Redway’s Mateel Community Center is in a state of crisis after its biggest annual fundraiser, Reggae on the River, not only failed to meet revenue projections but left the center with a “significant” debt.

“Very challenging times lie ahead, there are difficult decisions to make, and the future of both ROTR and the MCC is at stake,” Mateel General Manager Justin Crellin wrote in a letter to to the Southern Humboldt community, inviting it to a Sept. 19 meeting when he will share further detail of the Mateel’s financial state and what options are being considered.

In an email to the Journal, Crellin said it didn’t become clear that ROTR was in trouble until during and after the three-day music festival on the Eel River near Richardson Grove in early August. He said early ticket sales outpaced those of the year before but that last-minute sales, walk-up sales and single-day tickets all lagged way behind. The lower attendance also negatively impacted merchandise sales and other income streams at the 33-year-old festival, Crellin said. He added that organizers had worked to reduce spending on this year's festival and operations came in well below budget, just not nearly enough to make up for the diminished attendance.

In addition to putting on the annual festival, the Mateel is a fixture in the Southern Humboldt community, offering a free hot lunch program, youth arts and music programs, among other things. Crellin said staff has already been cut back to “essential hours,” with some layoffs having already occurred. “Presently we are looking to maintain our programs and events that are currently confirmed through the end of December but we will be holding off on adding things beyond this until a clearer path forward emerges — one that resolves our outstanding debt and more solidly enables us to commit to 2018 operations/planning,” he said, adding that various options are currently being explored, including “some rather encouraging ones.”

In the community letter, Crellin says Sept. 19 is also a chance to really discuss how the center can grow and adapt to meet the needs of a changing community. In his email to the Journal, he expanded on that point.

“I think in simple terms we are starting to see the effects the changing cannabis economy is having on our community and I know from speaking to other local business owners in town that many of their numbers are down too, underscoring that folks simply don’t have the money in their pockets they once did,” Crellin said. “I’m also not sure the influx of newer local residents feels the same connection to our larger community, back to the land type values, and the importance of supporting community institutions like Mateel or ROTR quite yet and this is something that needs to be fostered so that we are sure to be able to keep these institutions viable and relevant in the future as our community evolves its values, needs and desires change.”

Crellin declined to divulge hard financial numbers at this point, saying he’d prefer to share them with the community Sept. 19. He said he hopes folks will come to the meeting with an open mind, suggestions and willingness to do what they can to help the Mateel find a sustainable course forward.

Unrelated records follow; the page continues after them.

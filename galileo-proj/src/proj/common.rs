//! Helper functions shared by several projections. Angles are in radians.

use crate::ellipsoid::{Ellipsoid, MAX_ITERATIONS};
use std::f64::consts::{FRAC_PI_2, FRAC_PI_4, PI};

/// Convergence threshold for latitude iterations.
pub(super) const LATITUDE_EPSILON: f64 = 1e-11;

/// `tan(π/4 - φ/2) / ((1 - e·sinφ) / (1 + e·sinφ))^(e/2)`, the exponential of the negated
/// isometric latitude.
pub(super) fn tsfn(phi: f64, e: f64) -> f64 {
    let e_sin = e * phi.sin();
    (FRAC_PI_4 - phi / 2.0).tan() / ((1.0 - e_sin) / (1.0 + e_sin)).powf(e / 2.0)
}

/// `cosφ / sqrt(1 - e²·sin²φ)`, radius of the parallel on the unit ellipsoid.
pub(super) fn msfn(phi: f64, e2: f64) -> f64 {
    phi.cos() / (1.0 - e2 * phi.sin().powi(2)).sqrt()
}

/// Authalic function `q(φ)`.
pub(super) fn qsfn(phi: f64, e: f64) -> f64 {
    let sin = phi.sin();
    if e < 1e-7 {
        return 2.0 * sin;
    }

    let e_sin = e * sin;
    (1.0 - e * e) * (sin / (1.0 - e_sin * e_sin) - (0.5 / e) * ((1.0 - e_sin) / (1.0 + e_sin)).ln())
}

/// Latitude from [`tsfn`] value. Returns NaN if not converged.
pub(super) fn phi2(ts: f64, e: f64) -> f64 {
    let half_e = e / 2.0;
    let mut phi = FRAC_PI_2 - 2.0 * ts.atan();

    for _ in 0..MAX_ITERATIONS {
        let e_sin = e * phi.sin();
        let next = FRAC_PI_2 - 2.0 * (ts * ((1.0 - e_sin) / (1.0 + e_sin)).powf(half_e)).atan();
        let delta = (next - phi).abs();
        phi = next;
        if delta <= LATITUDE_EPSILON {
            return phi;
        }
    }

    f64::NAN
}

/// Latitude from the authalic function value `q`. `qp` is `q(π/2)`.
pub(super) fn phi_from_q(q: f64, qp: f64, e: f64) -> f64 {
    if (q.abs() - qp).abs() < 1e-12 || q.abs() > qp {
        return FRAC_PI_2.copysign(q);
    }
    if e < 1e-7 {
        return (q / 2.0).asin();
    }

    let e2 = e * e;
    let mut phi = (q / 2.0).asin();
    for _ in 0..MAX_ITERATIONS {
        let sin = phi.sin();
        let cos = phi.cos();
        let e_sin = e * sin;
        let com = 1.0 - e_sin * e_sin;
        let delta = com * com / (2.0 * cos)
            * (q / (1.0 - e2) - sin / com + 0.5 / e * ((1.0 - e_sin) / (1.0 + e_sin)).ln());
        phi += delta;
        if delta.abs() <= LATITUDE_EPSILON {
            return phi;
        }
    }

    f64::NAN
}

/// Meridian distance on the unit ellipsoid.
pub(super) fn mlfn(ellipsoid: &Ellipsoid, phi: f64) -> f64 {
    ellipsoid.meridional_arc(phi) / ellipsoid.a()
}

/// Latitude from the meridian distance on the unit ellipsoid (Newton iteration).
pub(super) fn inv_mlfn(ellipsoid: &Ellipsoid, arc: f64) -> f64 {
    let unit_radius = ellipsoid.meridional_radius_of_curvature(0.0) / ellipsoid.a();
    let mut phi = arc / unit_radius;

    for _ in 0..MAX_ITERATIONS {
        let derivative = ellipsoid.meridional_radius_of_curvature(phi) / ellipsoid.a();
        let delta = (mlfn(ellipsoid, phi) - arc) / derivative;
        phi -= delta;
        if delta.abs() <= LATITUDE_EPSILON {
            return phi;
        }
    }

    f64::NAN
}

/// Wraps longitude in radians into `[-π, π]`.
pub(super) fn normalize_lon(lon: f64) -> f64 {
    if (-PI..=PI).contains(&lon) {
        lon
    } else {
        (lon + PI).rem_euclid(2.0 * PI) - PI
    }
}

#[cfg(test)]
mod tests {
    use super::*;
    use approx::assert_abs_diff_eq;

    #[test]
    fn tsfn_inverse() {
        let e = Ellipsoid::wgs84().e();
        for deg in [-85.0, -30.0, 0.0, 12.5, 60.0, 89.5] {
            let phi: f64 = f64::to_radians(deg);
            assert_abs_diff_eq!(phi2(tsfn(phi, e), e), phi, epsilon = 1e-10);
        }
    }

    #[test]
    fn qsfn_inverse() {
        let e = Ellipsoid::grs80().e();
        let qp = qsfn(FRAC_PI_2, e);
        for deg in [-89.0, -45.0, 0.0, 23.0, 70.0] {
            let phi: f64 = f64::to_radians(deg);
            assert_abs_diff_eq!(phi_from_q(qsfn(phi, e), qp, e), phi, epsilon = 1e-10);
        }
        assert_eq!(phi_from_q(qp, qp, e), FRAC_PI_2);
    }

    #[test]
    fn meridian_distance_inverse() {
        let ellipsoid = Ellipsoid::bessel1841();
        for deg in [-80.0, -10.0, 0.0, 47.0, 88.0] {
            let phi: f64 = f64::to_radians(deg);
            assert_abs_diff_eq!(
                inv_mlfn(&ellipsoid, mlfn(&ellipsoid, phi)),
                phi,
                epsilon = 1e-10
            );
        }
    }

    #[test]
    fn lon_normalization() {
        assert_eq!(normalize_lon(1.0), 1.0);
        assert_abs_diff_eq!(normalize_lon(PI + 0.5), -PI + 0.5, epsilon = 1e-12);
        assert_abs_diff_eq!(normalize_lon(-PI - 0.5), PI - 0.5, epsilon = 1e-12);
    }
}
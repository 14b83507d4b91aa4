use super::common::{msfn, phi2, tsfn};
use super::{BaseProjection, ProjParameters};
use crate::bounds::Bounds;

/// Normal Mercator projection.
///
/// With `lat_ts` set the scale is true along that parallel instead of the equator.
#[derive(Debug, Clone, PartialEq)]
pub struct Mercator {
    e: f64,
    k: f64,
}

impl Mercator {
    pub(super) fn new(params: &ProjParameters) -> Self {
        let ellipsoid = &params.ellipsoid;
        let k = match params.lat_ts {
            Some(lat_ts) => msfn(lat_ts.to_radians(), ellipsoid.e2()),
            None => 1.0,
        };

        Self { e: ellipsoid.e(), k }
    }
}

impl BaseProjection for Mercator {
    fn project(&self, phi: f64, lambda: f64) -> (f64, f64) {
        (self.k * lambda, -self.k * tsfn(phi, self.e).ln())
    }

    fn invproject(&self, x: f64, y: f64) -> (f64, f64) {
        (phi2((-y / self.k).exp(), self.e), x / self.k)
    }

    fn algorithm_bounds(&self) -> Bounds {
        Bounds::WEB_MERCATOR
    }
}

#[cfg(test)]
mod tests {
    use super::*;
    use crate::ellipsoid::Ellipsoid;
    use approx::assert_abs_diff_eq;

    #[test]
    fn spherical_web_mercator() {
        let merc = Mercator::new(&ProjParameters {
            ellipsoid: Ellipsoid::sphere(6_378_137.0),
            ..Default::default()
        });

        let (x, y) = merc.project(f64::to_radians(50.0), f64::to_radians(10.0));
        assert_abs_diff_eq!(x * 6_378_137.0, 1_113_194.9079327357, epsilon = 1e-6);
        assert_abs_diff_eq!(y * 6_378_137.0, 6_446_275.841017158, epsilon = 1e-6);
    }

    #[test]
    fn ellipsoidal_reference_point() {
        // Bessel 1841, lon_0 = 110°E, k_0 = 0.997, point 3°S 120°E.
        let ellipsoid = Ellipsoid::bessel1841();
        let merc = Mercator::new(&ProjParameters {
            ellipsoid,
            ..Default::default()
        });

        let (x, y) = merc.project(f64::to_radians(-3.0), f64::to_radians(10.0));
        let scale = ellipsoid.a() * 0.997;
        assert_abs_diff_eq!(x * scale + 3_900_000.0, 5_009_726.58, epsilon = 0.01);
        assert_abs_diff_eq!(y * scale + 900_000.0, 569_150.82, epsilon = 0.01);
    }

    #[test]
    fn latitude_of_true_scale() {
        let ellipsoid = Ellipsoid::wgs84();
        let merc = Mercator::new(&ProjParameters {
            ellipsoid,
            lat_ts: Some(45.0),
            ..Default::default()
        });

        let (x, _) = merc.project(0.0, 1.0);
        assert_abs_diff_eq!(
            x,
            msfn(f64::to_radians(45.0), ellipsoid.e2()),
            epsilon = 1e-15
        );

        let (phi, lambda) = merc.invproject(0.3, -0.4);
        let (x, y) = merc.project(phi, lambda);
        assert_abs_diff_eq!(x, 0.3, epsilon = 1e-12);
        assert_abs_diff_eq!(y, -0.4, epsilon = 1e-12);
    }
}
use super::BaseProjection;

/// Geographic coordinates used as plane coordinates. Both directions return the input unchanged.
#[derive(Debug, Clone, Copy, PartialEq, Default)]
pub struct LonLat;

impl BaseProjection for LonLat {
    fn project(&self, phi: f64, lambda: f64) -> (f64, f64) {
        (lambda, phi)
    }

    fn invproject(&self, x: f64, y: f64) -> (f64, f64) {
        (y, x)
    }
}
use crate::coord::{GeoPoint, LatLon};
use serde::{Deserialize, Serialize};

/// Rectangular area in geographic coordinates, in degrees.
///
/// If `min_lon > max_lon` the area crosses the 180th meridian.
#[derive(Debug, Copy, Clone, PartialEq, Serialize, Deserialize)]
pub struct Bounds {
    min_lat: f64,
    min_lon: f64,
    max_lat: f64,
    max_lon: f64,
}

impl Bounds {
    /// The whole world.
    pub const WORLD: Bounds = Bounds {
        min_lat: -90.0,
        min_lon: -180.0,
        max_lat: 90.0,
        max_lon: 180.0,
    };

    /// Area covered by the Web Mercator projection.
    pub const WEB_MERCATOR: Bounds = Bounds {
        min_lat: -85.05112877980659,
        min_lon: -180.0,
        max_lat: 85.05112877980659,
        max_lon: 180.0,
    };

    /// Creates a new bounds from the corner points.
    pub fn new(min: LatLon, max: LatLon) -> Self {
        Self {
            min_lat: min.lat(),
            min_lon: min.lon(),
            max_lat: max.lat(),
            max_lon: max.lon(),
        }
    }

    /// Creates a new bounds from `minlon, minlat, maxlon, maxlat` values, the order used by `+bounds`.
    pub fn from_lon_lat(min_lon: f64, min_lat: f64, max_lon: f64, max_lat: f64) -> Self {
        Self {
            min_lat,
            min_lon,
            max_lat,
            max_lon,
        }
    }

    /// South-west corner.
    pub fn min(&self) -> LatLon {
        LatLon::new(self.min_lat, self.min_lon)
    }

    /// North-east corner.
    pub fn max(&self) -> LatLon {
        LatLon::new(self.max_lat, self.max_lon)
    }

    /// Minimum latitude.
    pub fn min_lat(&self) -> f64 {
        self.min_lat
    }

    /// Maximum latitude.
    pub fn max_lat(&self) -> f64 {
        self.max_lat
    }

    /// Minimum (western) longitude.
    pub fn min_lon(&self) -> f64 {
        self.min_lon
    }

    /// Maximum (eastern) longitude.
    pub fn max_lon(&self) -> f64 {
        self.max_lon
    }

    /// Returns true if the area crosses the 180th meridian.
    pub fn crosses_180th_meridian(&self) -> bool {
        self.min_lon > self.max_lon
    }

    /// Height of the area in degrees.
    pub fn height(&self) -> f64 {
        self.max_lat - self.min_lat
    }

    /// Width of the area in degrees, taking the 180th meridian into account.
    pub fn width(&self) -> f64 {
        if self.crosses_180th_meridian() {
            self.max_lon + 360.0 - self.min_lon
        } else {
            self.max_lon - self.min_lon
        }
    }

    /// Returns true if the point is inside the area (borders included).
    pub fn contains(&self, point: &impl GeoPoint<Num = f64>) -> bool {
        let lat = point.lat();
        let lon = point.lon();
        if lat < self.min_lat || lat > self.max_lat {
            return false;
        }

        if self.crosses_180th_meridian() {
            lon >= self.min_lon || lon <= self.max_lon
        } else {
            lon >= self.min_lon && lon <= self.max_lon
        }
    }

    /// Returns bounds moved along the longitude axis, wrapping the borders into `[-180, 180]`.
    ///
    /// Areas that cover all longitudes are left unchanged.
    pub fn shift_lon(&self, delta: f64) -> Self {
        if delta == 0.0 || self.width() >= 360.0 {
            return *self;
        }

        Self {
            min_lon: crate::coord::to_interval_lon(self.min_lon + delta),
            max_lon: crate::coord::to_interval_lon(self.max_lon + delta),
            ..*self
        }
    }
}

impl Default for Bounds {
    fn default() -> Self {
        Self::WORLD
    }
}

#[cfg(test)]
mod tests {
    use super::*;
    use crate::latlon;

    #[test]
    fn contains() {
        let bounds = Bounds::from_lon_lat(-10.0, 40.0, 10.0, 50.0);
        assert!(bounds.contains(&latlon!(45.0, 0.0)));
        assert!(bounds.contains(&latlon!(40.0, 10.0)));
        assert!(!bounds.contains(&latlon!(39.0, 0.0)));
        assert!(!bounds.contains(&latlon!(45.0, 11.0)));
    }

    #[test]
    fn contains_across_antimeridian() {
        let bounds = Bounds::from_lon_lat(170.0, -50.0, -170.0, -30.0);
        assert!(bounds.crosses_180th_meridian());
        assert_eq!(bounds.width(), 20.0);
        assert!(bounds.contains(&latlon!(-40.0, 175.0)));
        assert!(bounds.contains(&latlon!(-40.0, -175.0)));
        assert!(!bounds.contains(&latlon!(-40.0, 0.0)));
    }

    #[test]
    fn shift_lon() {
        let bounds = Bounds::from_lon_lat(-3.0, 0.0, 3.0, 84.0).shift_lon(177.0);
        assert_eq!(bounds.min_lon(), 174.0);
        assert_eq!(bounds.max_lon(), 180.0);
        assert!(!bounds.crosses_180th_meridian());

        let bounds = Bounds::from_lon_lat(-3.0, 0.0, 3.0, 84.0).shift_lon(-179.0);
        assert_eq!(bounds.min_lon(), 178.0);
        assert_eq!(bounds.max_lon(), -176.0);
        assert!(bounds.crosses_180th_meridian());

        assert_eq!(Bounds::WORLD.shift_lon(25.0), Bounds::WORLD);
    }
}
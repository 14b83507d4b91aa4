//! Point types used at the boundaries of the crate: geographic [`LatLon`] and projected [`EastNorth`].

use num_traits::Float;
use serde::{Deserialize, Serialize};

/// Point on the surface of the ellipsoid.
pub trait GeoPoint {
    /// Numeric type used to represent coordinates.
    type Num: Float;

    /// Latitude in degrees.
    fn lat(&self) -> Self::Num;
    /// Longitude in degrees.
    fn lon(&self) -> Self::Num;

    /// Latitude in radians.
    fn lat_rad(&self) -> Self::Num {
        self.lat().to_radians()
    }

    /// Longitude in radians.
    fn lon_rad(&self) -> Self::Num {
        self.lon().to_radians()
    }
}

/// Geo point that can be constructed from its coordinates.
pub trait NewGeoPoint<N = f64>: GeoPoint<Num = N> + Sized {
    /// Creates a point from latitude and longitude (in degrees).
    fn latlon(lat: N, lon: N) -> Self;
    /// Creates a point from longitude and latitude (in degrees).
    fn lonlat(lon: N, lat: N) -> Self {
        Self::latlon(lat, lon)
    }
}

/// Geographic coordinates in degrees.
#[derive(Debug, Clone, Copy, Default, PartialEq, PartialOrd, Deserialize, Serialize)]
pub struct LatLon {
    lat: f64,
    lon: f64,
}

impl GeoPoint for LatLon {
    type Num = f64;

    fn lat(&self) -> f64 {
        self.lat
    }

    fn lon(&self) -> f64 {
        self.lon
    }
}

impl NewGeoPoint<f64> for LatLon {
    fn latlon(lat: f64, lon: f64) -> Self {
        Self { lat, lon }
    }
}

impl LatLon {
    /// Creates a new point.
    pub const fn new(lat: f64, lon: f64) -> Self {
        Self { lat, lon }
    }

    /// Creates a new point from another geo point.
    pub fn from_geo_point(other: &impl GeoPoint<Num = f64>) -> Self {
        Self {
            lat: other.lat(),
            lon: other.lon(),
        }
    }

    /// Creates a point from radians.
    pub fn from_radians(lat: f64, lon: f64) -> Self {
        Self {
            lat: lat.to_degrees(),
            lon: lon.to_degrees(),
        }
    }

    /// Returns true if both coordinates are finite numbers.
    pub fn is_finite(&self) -> bool {
        self.lat.is_finite() && self.lon.is_finite()
    }

    /// Returns the point with longitude wrapped into `[-180, 180]`.
    pub fn normalized(&self) -> Self {
        Self {
            lat: self.lat,
            lon: to_interval_lon(self.lon),
        }
    }
}

/// Wraps longitude into `[-180, 180]`.
pub fn to_interval_lon(lon: f64) -> f64 {
    if (-180.0..=180.0).contains(&lon) {
        lon
    } else {
        let lon = (lon + 180.0).rem_euclid(360.0) - 180.0;
        if lon == -180.0 {
            180.0
        } else {
            lon
        }
    }
}

/// Projected coordinates (easting and northing), in the units of the projection.
#[derive(Debug, Clone, Copy, Default, PartialEq, PartialOrd, Deserialize, Serialize)]
pub struct EastNorth {
    east: f64,
    north: f64,
}

impl EastNorth {
    /// Creates a new point.
    pub const fn new(east: f64, north: f64) -> Self {
        Self { east, north }
    }

    /// Easting.
    pub fn east(&self) -> f64 {
        self.east
    }

    /// Northing.
    pub fn north(&self) -> f64 {
        self.north
    }

    /// Returns true if both coordinates are finite numbers.
    pub fn is_finite(&self) -> bool {
        self.east.is_finite() && self.north.is_finite()
    }
}

/// Creates a new [`LatLon`] from latitude and longitude values (in degrees).
///
/// ```
/// use galileo_proj::coord::GeoPoint;
/// use galileo_proj::latlon;
///
/// let point = latlon!(38.0, 52.0);
/// assert_eq!(point.lat(), 38.0);
/// ```
#[macro_export]
macro_rules! latlon {
    ($lat:expr, $lon:expr) => {
        <$crate::coord::LatLon as $crate::coord::NewGeoPoint<f64>>::latlon($lat, $lon)
    };
}
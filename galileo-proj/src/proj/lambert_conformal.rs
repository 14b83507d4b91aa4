use super::common::{msfn, phi2, tsfn};
use super::{BaseProjection, ProjKind, ProjParameters};
use crate::bounds::Bounds;
use crate::error::GalileoProjError;
use std::f64::consts::FRAC_PI_2;

/// Lambert conformal conic projection.
///
/// With `lat_1` (and optionally `lat_2`) the cone is secant along the two standard parallels.
/// With only `lat_0` the cone is tangent along the latitude of origin and the scale there is set
/// by `+k_0`.
#[derive(Debug, Clone, PartialEq)]
pub struct LambertConformalConic {
    e: f64,
    n: f64,
    f: f64,
    rho0: f64,
}

impl LambertConformalConic {
    pub(super) fn new(params: &ProjParameters) -> Result<Self, GalileoProjError> {
        let e = params.ellipsoid.e();
        let e2 = params.ellipsoid.e2();

        match (params.lat_1, params.lat_0) {
            (Some(lat_1), lat_0) => {
                let lat_2 = params.lat_2.unwrap_or(lat_1);
                if (lat_1 + lat_2).abs() < 1e-10 {
                    return Err(GalileoProjError::InvalidParameter {
                        param: "lat_2".into(),
                        reason: "standard parallels must not be symmetric around the equator"
                            .into(),
                    });
                }

                let (phi1, phi2) = (lat_1.to_radians(), lat_2.to_radians());
                let m1 = msfn(phi1, e2);
                let t1 = tsfn(phi1, e);
                let n = if (phi1 - phi2).abs() > 1e-10 {
                    (m1 / msfn(phi2, e2)).ln() / (t1 / tsfn(phi2, e)).ln()
                } else {
                    phi1.sin()
                };

                Ok(Self::with_cone(e, n, m1 / (n * t1.powf(n)), lat_0.unwrap_or(0.0)))
            }
            (None, Some(lat_0)) => {
                let phi0 = lat_0.to_radians();
                if phi0.abs() < 1e-10 {
                    return Err(GalileoProjError::InvalidParameter {
                        param: "lat_0".into(),
                        reason: "tangent cone requires non-zero latitude of origin".into(),
                    });
                }

                let n = phi0.sin();
                let f = msfn(phi0, e2) / (n * tsfn(phi0, e).powf(n));
                Ok(Self::with_cone(e, n, f, lat_0))
            }
            (None, None) => Err(GalileoProjError::MissingParameter {
                param: "lat_1".into(),
                proj: ProjKind::LambertConformalConic.id().into(),
            }),
        }
    }

    fn with_cone(e: f64, n: f64, f: f64, lat_0: f64) -> Self {
        let rho0 = f * tsfn(lat_0.to_radians(), e).powf(n);
        Self { e, n, f, rho0 }
    }
}

impl BaseProjection for LambertConformalConic {
    fn project(&self, phi: f64, lambda: f64) -> (f64, f64) {
        let rho = if (phi.abs() - FRAC_PI_2).abs() < 1e-10 {
            if phi * self.n > 0.0 {
                0.0
            } else {
                f64::INFINITY
            }
        } else {
            self.f * tsfn(phi, self.e).powf(self.n)
        };

        let theta = self.n * lambda;
        (rho * theta.sin(), self.rho0 - rho * theta.cos())
    }

    fn invproject(&self, x: f64, y: f64) -> (f64, f64) {
        let sign = self.n.signum();
        let (x, y) = (sign * x, sign * (self.rho0 - y));
        let rho = x.hypot(y);

        if rho == 0.0 {
            return (FRAC_PI_2 * sign, 0.0);
        }

        let ts = (rho / self.f).powf(1.0 / self.n);
        (phi2(ts, self.e), x.atan2(y) / self.n)
    }

    fn algorithm_bounds(&self) -> Bounds {
        if self.n > 0.0 {
            Bounds::from_lon_lat(-180.0, -80.0, 180.0, 89.0)
        } else {
            Bounds::from_lon_lat(-180.0, -89.0, 180.0, 80.0)
        }
    }
}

See the full letter copied below, which includes details of the Sept. 19 meeting:


To the membership of the Mateel Community Center and the larger Southern Humboldt community,

Reggae On The River 2017 failed to meet its budgetary expectations and, for the first time in memory, the production sustained a significant loss. Truly the lifeblood of the Mateel Community Center, the center’s operations have for years relied heavily upon the consistent and anticipated success of this fundraiser- and without these proceeds (and a significant debt load) the community center is now at a difficult crossroads.

Very challenging times lie ahead, there are difficult decisions to make, and the future of both ROTR and the MCC is at stake. That said, there is also an opportunity here to re-examine as a community what our priorities are for the Mateel Community Center and re-evaluate not only what we need to keep the center viable in the long run, but also what is needed to stay relevant and functioning with the greatest beneficial impact for the entire community. Like it or not, our community and economy is changing, and this is a real fact we will need to come to terms with as a community. As a first step in this direction- for the Mateel Community Center anyway- we, the board and staff of MCC, would like to invite the community to join us Tuesday, September 19th- 6:30pm at MCC- 59 Rusk Ln in Redway to reflect on these matters.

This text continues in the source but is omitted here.